La anciana parpadeó repetidas veces mientras observaba a Inés hasta que el corazón le regaló un instante de verdad.

—Inés… ¿Le has dicho a tu padre que estás aquí? —dijo agarrándole la cara con las manos temblorosas.

—Hace unos días me preguntó, pero le dije que solo vengo a adelantar con todo el papeleo. No quería dejarte sola, abuela —confesó con palabras entrecortadas mientras se aferraba al contacto de Rafaela.

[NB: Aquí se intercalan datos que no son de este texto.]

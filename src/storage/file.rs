//! File-backed slot storage
//!
//! Each slot is a JSON file named after its key inside one directory. Writes
//! go to a sibling temporary file first and are renamed into place, so a
//! crash mid-write leaves the previous value intact.

use crate::error::{Result, RosterError};
use crate::storage::KeyValueStore;
use std::fs;
use std::io::ErrorKind;
use std::path::{Path, PathBuf};
use tracing::debug;

/// Slot storage rooted at a directory
#[derive(Debug, Clone)]
pub struct FileKeyValueStore {
    root: PathBuf,
}

impl FileKeyValueStore {
    /// Create a store rooted at `root`; the directory is created on first write
    pub fn new(root: impl Into<PathBuf>) -> Self {
        Self { root: root.into() }
    }

    /// Path of the file backing `key`
    pub fn slot_path(&self, key: &str) -> PathBuf {
        self.root.join(format!("{}.json", key))
    }

    fn storage_error(action: &str, path: &Path, err: std::io::Error) -> anyhow::Error {
        RosterError::StorageError {
            message: format!("Failed to {} {}: {}", action, path.display(), err),
        }
        .into()
    }
}

impl KeyValueStore for FileKeyValueStore {
    fn get(&self, key: &str) -> Result<Option<String>> {
        let path = self.slot_path(key);
        match fs::read_to_string(&path) {
            Ok(raw) => Ok(Some(raw)),
            Err(err) if err.kind() == ErrorKind::NotFound => Ok(None),
            Err(err) => Err(Self::storage_error("read", &path, err)),
        }
    }

    fn set(&mut self, key: &str, value: &str) -> Result<()> {
        fs::create_dir_all(&self.root)
            .map_err(|e| Self::storage_error("create", &self.root, e))?;

        let path = self.slot_path(key);
        let tmp_path = self.root.join(format!("{}.json.tmp", key));
        fs::write(&tmp_path, value).map_err(|e| Self::storage_error("write", &tmp_path, e))?;
        fs::rename(&tmp_path, &path).map_err(|e| Self::storage_error("replace", &path, e))?;

        debug!("Wrote {} bytes to {}", value.len(), path.display());
        Ok(())
    }

    fn remove(&mut self, key: &str) -> Result<bool> {
        let path = self.slot_path(key);
        match fs::remove_file(&path) {
            Ok(()) => Ok(true),
            Err(err) if err.kind() == ErrorKind::NotFound => Ok(false),
            Err(err) => Err(Self::storage_error("remove", &path, err)),
        }
    }
}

—Cuida de todo lo que fuimos aquí, cariño. Te lo ruego. No dejes que caiga en el olvido —logró decir con un hilo de voz.


Como tantas otras veces, la joven se lo prometió. Sin embargo, una semana después, Inés fue testigo de la mimetización de Rafaela con el lugar que la había visto nacer, crecer, enamorarse, tener hijos, sonreír, creer, evocar y perder. Inés llamó a su padre entre sollozos y, antes de colgarle, le dijo una sola frase:


—Acaba de desvanecerse la última hoja de este otoño.